Я пошевелился, попытался открыть глаза. Саднящая боль, которую я сразу даже не заметил, тут же окатила спину от затылка до поясницы волной кипятка. Сжал зубы. Попытался вдохнуть поглубже, чтобы собраться с силами, встать и идти… куда?
Где я вообще?
Вместо вздоха их пересохшего горла вырвался сдавленный хрип.
За каким чертом я улегся на живот? Никогда не любил лежать на животе…
Снова зашевелился. Попытался приподняться, подтягивая к себе руки, закинутые вверх. В глазах помутилось от новой волны боли. Тело, тяжелое, неподъемное, снова обмякло. Сознание начало уплывать. Я изо всех сил цеплялся за него, отказываясь скатываться в беспамятство. В ушах гудело, как в трансформаторной будке.
Сквозь низкий гул донесся незнакомый мужской голос:
– Зиновий! Вы очнулись? Слышите меня?
– Да… – невнятно просипел в ответ.
– Очень хорошо! Постарайтесь не двигаться. У вас сильно обожжена спина. Мы, конечно, сделали вам обезболивающий укол…
– Сын… – говорить не получалось. Только хрипеть. Язык, губы, челюсть – все онемело, как после заморозки у стоматолога.
– Что? Простите, не расслышал. – Перед глазами, которые с трудом удалось приоткрыть, мельтешили чьи-то ноги в зеленых свободных штанах.

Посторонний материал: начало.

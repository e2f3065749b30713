//! The statgram wire format.
//!
//! A statgram is one UDP payload carrying a line-oriented batch of sampled
//! values. Each line names a key and provides one or more `:`-separated
//! fields for that key, and a line may instead be front-compressed against
//! the previous line to shave repeated key prefixes off the wire. This
//! crate owns the sample model and the parser; accumulation and reporting
//! live with the daemon that embeds it.

use std::fmt;

mod parse;

pub use parse::{parse_sample, Parser};

/// Hard cap on the byte length of a single statgram line. Front-compressed
/// lines that would expand past this are dropped on the floor.
pub const MAX_LINE_LEN: usize = 1024;

/// The payload half of a [`Sample`]: what kind of observation it is, plus
/// any data specific to that kind.
#[derive(Debug, Clone, PartialEq)]
pub enum Kind {
    /// A monotonically accumulated count.
    Counter,
    /// One timing observation, in whatever unit the sender measures.
    Timer,
    /// A string-frequency observation. Carries the observed string with
    /// wire escapes already decoded.
    Str(String),
    /// A point-in-time level. `replace` distinguishes an absolute set
    /// (`w:120|g`) from a signed delta (`w:+120|g`, `w:-5|g`).
    Gauge {
        /// True when the reported value replaces the previous level.
        replace: bool,
    },
}

impl Kind {
    /// The wire type code for this kind.
    #[must_use]
    pub fn code(&self) -> &'static str {
        match self {
            Kind::Counter => "c",
            Kind::Timer => "ms",
            Kind::Str(_) => "s",
            Kind::Gauge { .. } => "g",
        }
    }
}

/// A single typed observation decoded from a statgram line.
#[derive(Debug, Clone, PartialEq)]
pub struct Sample {
    /// The metric key the observation applies to.
    pub key: String,
    /// The numeric value. For string samples this is the observation
    /// weight, conventionally 0 or 1.
    pub value: f64,
    /// The rate at which the sender sampled this metric, in `(0, 1]`.
    /// Receivers divide by this to recover an unbiased estimate.
    pub sample_rate: f64,
    /// What kind of observation this is.
    pub kind: Kind,
}

impl fmt::Display for Sample {
    fn fmt(&self, f: &mut fmt::Formatter<'_>) -> fmt::Result {
        write!(f, "{}:{}|{}", self.key, self.value, self.kind.code())?;
        if self.sample_rate != 1.0 {
            write!(f, "@{}", self.sample_rate)?;
        }
        Ok(())
    }
}

/// An ordered batch of samples decoded from one datagram.
pub type Statgram = Vec<Sample>;

/// Errors produced while decoding a single sample field. An error is
/// confined to the field that produced it: earlier fields on the line are
/// kept, later fields on the line are abandoned, and other lines in the
/// datagram are unaffected.
#[derive(thiserror::Error, Debug, Clone, Copy, PartialEq, Eq)]
pub enum Error {
    /// The field has no `|` separating value from type code.
    #[error("sample field is missing a '|' separator")]
    MissingSeparator,
    /// The type code does not start with one of `c`, `m`, `s`, `g`.
    #[error("unrecognized sample type code")]
    UnknownTypeCode,
    /// The value token failed to parse as a float.
    #[error("malformed sample value")]
    BadValue,
    /// The `@rate` annotation failed to parse, or was not positive.
    #[error("malformed sample rate")]
    BadRate,
    /// The field contains bytes that are not valid UTF-8.
    #[error("sample field is not valid utf-8")]
    NotUtf8,
}
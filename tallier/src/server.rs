//! The flush loop.
//!
//! [`Server::run`] binds the statgram socket, spins up the worker pool
//! and the status server, and then paces the daemon: every flush
//! interval it drains the workers into one folded snapshot, stamps
//! process telemetry, ships the report to graphite, pulses the harold
//! heartbeat, publishes the status view, and opens the next window.
//!
//! Graphite emission retries every second until it lands. The completed
//! snapshot is held in memory across retries, so a downstream outage
//! delays reporting without losing observations.
//!
//! ## Log events
//!
//! `listening for statgrams`: the UDP socket is bound.
//! `running`: the flush loop has started.
//! `sending snapshot with N stats to graphite`: one emission attempt.
//! `failed to send graphite report`: the attempt failed; retrying in 1s.
//! `shutdown signal received`: the loop is stopping; the status server
//! drains before `run` returns.

use std::io;
use std::net::SocketAddr;
use std::sync::Arc;
use std::time::{Duration, SystemTime};

use tokio::sync::watch;
use tracing::{error, info};

use crate::config::Config;
use crate::graphite::{Dial, Graphite, TcpDial};
use crate::harold::{heart_monitor, Harold};
use crate::receiver::WorkerPool;
use crate::snapshot::Snapshot;
use crate::status::{Status, StringsView, STRINGS_PAGE_LIMIT};

/// How long to wait between graphite retries.
pub const RETRY_DELAY: Duration = Duration::from_secs(1);

/// Errors produced by [`Server`].
#[derive(thiserror::Error, Debug)]
pub enum Error {
    /// Generic IO error; binding the statgram socket is the usual source.
    #[error("io error: {0}")]
    Io(#[from] io::Error),
}

/// The daemon: receiver pool, flush loop, and egress clients.
#[derive(Debug)]
pub struct Server<D: Dial = TcpDial> {
    config: Config,
    graphite: Graphite<D>,
    harold: Option<Harold>,
}

impl<D: Dial + 'static> Server<D> {
    #[must_use]
    pub fn new(config: Config, graphite: Graphite<D>, harold: Option<Harold>) -> Self {
        Self {
            config,
            graphite,
            harold,
        }
    }

    /// Run the daemon until a shutdown signal is received.
    ///
    /// # Errors
    ///
    /// Returns an error when startup fails: the statgram socket cannot be
    /// bound. Once the flush loop is running it only returns on shutdown,
    /// after the status server has drained its connections.
    pub async fn run(mut self, mut shutdown: watch::Receiver<()>) -> Result<(), Error> {
        let bind_addr = SocketAddr::from(([0, 0, 0, 0], self.config.port));
        let socket = tokio::net::UdpSocket::bind(bind_addr).await?;
        info!("listening for statgrams on {}", socket.local_addr()?);

        let string_count_intervals = self.config.string_count_intervals();
        let pool = WorkerPool::spawn_udp(
            Arc::new(socket),
            self.config.num_workers,
            &string_count_intervals,
        );

        let heartbeats = self.harold.take().map(|harold| {
            let tag = self
                .config
                .harold
                .as_ref()
                .map_or_else(|| "tallier".to_owned(), |conf| conf.tag.clone());
            heart_monitor(harold, tag)
        });

        let (view_tx, view_rx) = watch::channel(Arc::new(StringsView::default()));
        let status = Status::new(self.config.status_addr(), view_rx, shutdown.clone());
        let status_task = tokio::spawn(async move {
            if let Err(err) = status.run().await {
                error!("status server failed: {err}");
            }
        });

        info!("running");
        let flush_interval = self.config.flush_interval();
        let mut snapshot = Snapshot::new(string_count_intervals);
        snapshot.start = SystemTime::now();
        let mut ticks = tokio::time::interval(flush_interval);
        ticks.set_missed_tick_behavior(tokio::time::MissedTickBehavior::Delay);
        // The first tick of an interval fires immediately.
        ticks.tick().await;
        loop {
            tokio::select! {
                _ = ticks.tick() => {}
                _ = shutdown.changed() => {
                    info!("shutdown signal received");
                    break;
                }
            }
            pool.drain_into(&mut snapshot).await;
            let next_start = SystemTime::now();
            stamp_process_telemetry(&mut snapshot);
            send_with_retry(&self.graphite, &mut snapshot).await;
            if let Some(heartbeats) = &heartbeats {
                let _ = heartbeats.send(flush_interval * 3).await;
            }
            view_tx.send_replace(Arc::new(StringsView::build(&snapshot, STRINGS_PAGE_LIMIT)));
            snapshot.flush();
            snapshot.start = next_start;
        }

        let _ = status_task.await;
        Ok(())
    }
}

/// Submit a report, retrying every [`RETRY_DELAY`] until the write lands.
/// The snapshot is held untouched across attempts.
pub async fn send_with_retry<D: Dial>(graphite: &Graphite<D>, snapshot: &mut Snapshot) {
    loop {
        info!(
            "sending snapshot with {} stats to graphite",
            snapshot.num_stats()
        );
        match graphite.send_report(snapshot).await {
            Ok(()) => return,
            Err(err) => {
                error!("failed to send graphite report: {err}");
                tokio::time::sleep(RETRY_DELAY).await;
            }
        }
    }
}

fn stamp_process_telemetry(snapshot: &mut Snapshot) {
    // Workers that participated in this window, not the configured pool
    // size: a worker that drained away stops being counted.
    snapshot.report("tallier.num_workers", snapshot.num_children() as f64);
    snapshot.report("tallier.num_stats", snapshot.num_stats() as f64);
    stamp_memory(snapshot);
}

#[cfg(target_os = "linux")]
fn stamp_memory(snapshot: &mut Snapshot) {
    let Ok(me) = procfs::process::Process::myself() else {
        return;
    };
    let Ok(statm) = me.statm() else {
        return;
    };
    let page_size = procfs::page_size();
    snapshot.report("tallier.mem.virtual", (statm.size * page_size) as f64);
    snapshot.report("tallier.mem.resident", (statm.resident * page_size) as f64);
}

#[cfg(not(target_os = "linux"))]
fn stamp_memory(_snapshot: &mut Snapshot) {}
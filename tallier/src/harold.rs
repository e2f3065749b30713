//! Heartbeats to the harold watchdog.
//!
//! Harold is an external monitoring service; we POST it a signed
//! heartbeat after every successful flush so it can raise an alarm when
//! the aggregator goes quiet. The monitor task coalesces: a slow harold
//! never blocks the flush loop, at most one POST is in flight, and when
//! several heartbeats queue up behind a slow request only the freshest
//! interval is sent.
//!
//! ## Log events
//!
//! `sending heartbeat to harold`: a POST is being spawned.
//! `harold heartbeat failed`: the previous POST errored; the next one
//! supersedes it.

use std::future::Future;
use std::sync::Arc;
use std::time::Duration;

use hmac::{Hmac, Mac};
use serde::Serialize;
use sha1::Sha1;
use tokio::sync::mpsc;
use tracing::{error, info};

/// The User-Agent every heartbeat carries.
pub const USER_AGENT: &str = "tallier";

/// Errors produced by [`Harold`].
#[derive(thiserror::Error, Debug)]
pub enum Error {
    /// The POST itself failed.
    #[error("heartbeat request failed: {0}")]
    Http(#[from] reqwest::Error),
    /// The heartbeat form would not encode.
    #[error("failed to encode heartbeat body: {0}")]
    Encode(#[from] serde_qs::Error),
    /// Harold answered with a non-success status.
    #[error("heartbeat rejected: {0}")]
    Rejected(String),
}

/// Delivers one heartbeat. The HTTP client is the real implementation;
/// tests substitute a channel-backed poster.
pub trait Poster: Send + Sync + 'static {
    fn post(&self, tag: &str, interval: Duration) -> impl Future<Output = Result<(), Error>> + Send;
}

#[derive(Serialize)]
struct HeartbeatForm<'a> {
    tag: &'a str,
    interval: u64,
}

/// The urlencoded heartbeat body: `tag=<tag>&interval=<seconds>`.
fn form_body(tag: &str, interval: Duration) -> Result<String, Error> {
    Ok(serde_qs::to_string(&HeartbeatForm {
        tag,
        interval: interval.as_secs(),
    })?)
}

/// Hex HMAC-SHA1 of `body` under `secret`, the value half of the
/// `X-Hub-Signature` header.
#[must_use]
pub fn sign(secret: &str, body: &str) -> String {
    let mut mac =
        Hmac::<Sha1>::new_from_slice(secret.as_bytes()).expect("hmac accepts keys of any length");
    mac.update(body.as_bytes());
    hex::encode(mac.finalize().into_bytes())
}

/// The harold HTTP client.
#[derive(Debug, Clone)]
pub struct Harold {
    base_url: String,
    secret: String,
    client: reqwest::Client,
}

impl Harold {
    #[must_use]
    pub fn new(base_url: &str, secret: &str) -> Self {
        Self {
            base_url: base_url.trim_end_matches('/').to_owned(),
            secret: secret.to_owned(),
            client: reqwest::Client::new(),
        }
    }

    /// POST one heartbeat and drain the response.
    ///
    /// # Errors
    ///
    /// Returns an error when the body fails to encode, the request fails,
    /// or harold answers with a non-success status.
    pub async fn heartbeat(&self, tag: &str, interval: Duration) -> Result<(), Error> {
        let body = form_body(tag, interval)?;
        let signature = format!("sha1={}", sign(&self.secret, &body));
        let response = self
            .client
            .post(format!("{}/harold/heartbeat", self.base_url))
            .header(reqwest::header::CONTENT_TYPE, "application/x-www-form-urlencoded")
            .header(reqwest::header::USER_AGENT, USER_AGENT)
            .header("X-Hub-Signature", signature)
            .body(body)
            .send()
            .await?;
        let status = response.status();
        let _drained = response.bytes().await?;
        if status.is_success() {
            Ok(())
        } else {
            Err(Error::Rejected(status.to_string()))
        }
    }
}

impl Poster for Harold {
    async fn post(&self, tag: &str, interval: Duration) -> Result<(), Error> {
        self.heartbeat(tag, interval).await
    }
}

/// Spin off the heartbeat monitor. The returned channel accepts the
/// interval to advertise; sending never blocks on harold itself. The
/// monitor keeps at most one POST in flight and always posts the most
/// recently requested interval, dropping stale ones.
pub fn heart_monitor<P: Poster>(poster: P, tag: String) -> mpsc::Sender<Duration> {
    let (interval_tx, mut intervals) = mpsc::channel::<Duration>(1);
    tokio::spawn(async move {
        let poster = Arc::new(poster);
        let (done_tx, mut done_rx) = mpsc::channel::<Result<(), Error>>(1);
        let mut pending: Option<Duration> = None;
        let mut in_flight = false;
        loop {
            tokio::select! {
                interval = intervals.recv() => match interval {
                    Some(interval) => pending = Some(interval),
                    None => break,
                },
                Some(result) = done_rx.recv() => {
                    if let Err(err) = result {
                        error!("harold heartbeat failed: {err}");
                    }
                    in_flight = false;
                }
            }
            if let (Some(interval), false) = (pending, in_flight) {
                let poster = Arc::clone(&poster);
                let tag = tag.clone();
                let done = done_tx.clone();
                tokio::spawn(async move {
                    info!("sending heartbeat to harold");
                    let _ = done.send(poster.post(&tag, interval).await).await;
                });
                pending = None;
                in_flight = true;
            }
        }
    });
    interval_tx
}

#[cfg(test)]
mod test {
    use tokio::sync::Mutex;

    use super::*;

    #[test]
    fn form_body_is_urlencoded_whole_seconds() {
        assert_eq!(
            form_body("tallier", Duration::from_secs(12)).unwrap(),
            "tag=tallier&interval=12"
        );
    }

    #[test]
    fn signature_matches_the_known_answer() {
        // RFC 2202 test vector for HMAC-SHA1.
        assert_eq!(
            sign("key", "The quick brown fox jumps over the lazy dog"),
            "de7c9b85b8b78aa6bc8a7a36f70a90701c9db4d9"
        );
        assert_ne!(
            sign("other", "The quick brown fox jumps over the lazy dog"),
            sign("key", "The quick brown fox jumps over the lazy dog")
        );
    }

    struct TestPoster {
        requests: mpsc::Sender<(String, Duration)>,
        responses: Mutex<mpsc::Receiver<Result<(), Error>>>,
    }

    impl Poster for TestPoster {
        async fn post(&self, tag: &str, interval: Duration) -> Result<(), Error> {
            self.requests.send((tag.to_owned(), interval)).await.ok();
            self.responses
                .lock()
                .await
                .recv()
                .await
                .unwrap_or(Ok(()))
        }
    }

    #[tokio::test]
    async fn monitor_posts_and_coalesces() {
        let (request_tx, mut requests) = mpsc::channel(16);
        let (response_tx, responses) = mpsc::channel(16);
        let poster = TestPoster {
            requests: request_tx,
            responses: Mutex::new(responses),
        };
        let intervals = heart_monitor(poster, "tag".to_owned());

        let one = Duration::from_secs(1);
        intervals.send(one).await.unwrap();
        assert_eq!(requests.recv().await.unwrap(), ("tag".to_owned(), one));
        response_tx.send(Ok(())).await.unwrap();

        // Hold a heartbeat in flight, queue two more behind it, then fail
        // the held one: only the freshest queued interval goes out next.
        // The interval channel holds one entry, so each send completing
        // means the monitor has absorbed the one before it; the repeated
        // final send guarantees the freshest value is absorbed before the
        // failure lands.
        intervals.send(one).await.unwrap();
        assert_eq!(requests.recv().await.unwrap(), ("tag".to_owned(), one));
        let freshest = Duration::from_secs(3);
        intervals.send(Duration::from_secs(2)).await.unwrap();
        intervals.send(freshest).await.unwrap();
        intervals.send(freshest).await.unwrap();
        response_tx
            .send(Err(Error::Rejected("fake error".to_owned())))
            .await
            .unwrap();
        assert_eq!(requests.recv().await.unwrap(), ("tag".to_owned(), freshest));
    }
}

– Где… мой сын? Что с ним?.. – этот вопрос отнял у меня последние силы. Больше говорить я не мог. Глаза снова закрылись. Перед ними стоял кровавый туман.
– Сын? К сожалению, мне ничего не известно. К нам доставили только вас.
Только меня…
Значит ли это, что Никита?..
Мысль о том, что мелкого, возможно, больше нет, потрясла меня. Не понимая, что делаю, я снова попытался встать. Кровавая муть перед глазами сгустилась... я упал в нее, захлебнулся и отключился.
Не знаю, как много прошло времени, прежде чем я снова пришел в себя.
Я по-прежнему лежал на животе. Перед глазами по-прежнему плавал туман. В этот раз, для разнообразия, скорее черный, чем красный. Где-то над головой попискивал какой-то прибор. Стоило мне пошевелить пальцами одной руки, с них что-то свалилось, а прибор истошно завопил.
Тут же где-то сбоку скрипнула дверь, прозвучали шаги.
– Зиновий? – все тот же мужской голос. – Ради бога! Не шевелитесь!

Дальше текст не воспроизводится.